A report published today (Friday 24 May 2024) from Northern Ireland’s Auditor General has found that nearly £92 million of Capital funding, which could have been spent by the Northern Ireland Executive, was returned to His Majesty’s (HM) Treasury over a five-year period.

Dorinnia Carville’s report on Budgeting and Accountability sets out a review of the NI Executive’s spend against budget allocations between 2018-19 and 2022-23, identifying overspends and underspends by Departments and the reasons for these. The report also identifies funding returned to HM Treasury and therefore lost to the NI Executive. 

It notes that, a total of £2.1 billion was returned to HM Treasury by the NI Executive, during the five-year period examined. However, it highlights that £2.0 billion (95 per cent) of this did not represent a loss of spending power for the Executive as the amount returned related to non-cash funding which could not be used for any other purpose.

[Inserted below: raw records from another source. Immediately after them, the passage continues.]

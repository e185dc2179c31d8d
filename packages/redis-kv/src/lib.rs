//! # langpack-redis-kv
//!
//! Named Redis connection pools and one-shot command helpers.
//!
//! A [`Registry`] owns pools keyed by a logical tag. Registering a pool never
//! dials; connections are established on first borrow, health-checked with
//! `PING` before every reuse, and returned to the pool when the borrow is
//! dropped. The one-shot helpers (`get`, `set`, `del`, `exists`, `keys`)
//! wrap the borrow-command-release cycle for callers that issue a single
//! command at a time.
//!
//! ## Example
//!
//! ```ignore
//! use langpack_redis_kv::{PoolSettings, Registry};
//!
//! let mut registry = Registry::new();
//! registry.register(
//!     "cache",
//!     PoolSettings::new("127.0.0.1:6379").with_database(2),
//! );
//!
//! registry.set("cache", "greeting", "hello")?;
//! assert_eq!(registry.get("cache", "greeting")?, Some("hello".to_string()));
//! ```
//!
//! ## Test support
//!
//! With the `test-util` feature enabled, [`mock::MockRedis`] provides an
//! in-process server speaking enough of the protocol to exercise pools and
//! commands without a real Redis instance.

pub mod error;
pub mod manager;
pub mod registry;

#[cfg(any(test, feature = "test-util"))]
pub mod mock;

// Re-export main types
pub use error::Error;
pub use manager::{ConnectionManager, PoolSettings};
pub use registry::{PooledConnection, Registry};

In terms of cash available for spending on public services, only £0.3 million of non-ringfenced resource funding was returned to HM Treasury during the five financial years. The report notes that the £91.8 million of returned Capital is a significant amount of money which equates, for example, to the projected final cost of the new maternity hospital in the grounds of the Royal Victoria Hospital.

 

Commenting on today’s report, Dorinnia Carville said:

 

“Generally speaking, the report concludes that the absence of multi-year budgets, during this period of unprecedented pay and price pressures, inhibits the departments’ ability to effectively plan, finance and invest in the long-term delivery of public services in NI to maximise the benefit to public services.”

”Over the period examined in this report, departments and bodies, including my own, underspent on their total budget allocation. The most significant of these underspends are discussed in my report, which highlights a number of contributing factors. In most cases, however, these underspends do not result in a loss of funding to the Northern Ireland Executive”.

The report also examines progress made against the recommendations of a 2022 report by the NI Assembly’s Public Account’s Committee on the budget process in Northern Ireland. Today’s report notes that the absence of a functioning Executive meant that a number of issues identified have yet to be progressed.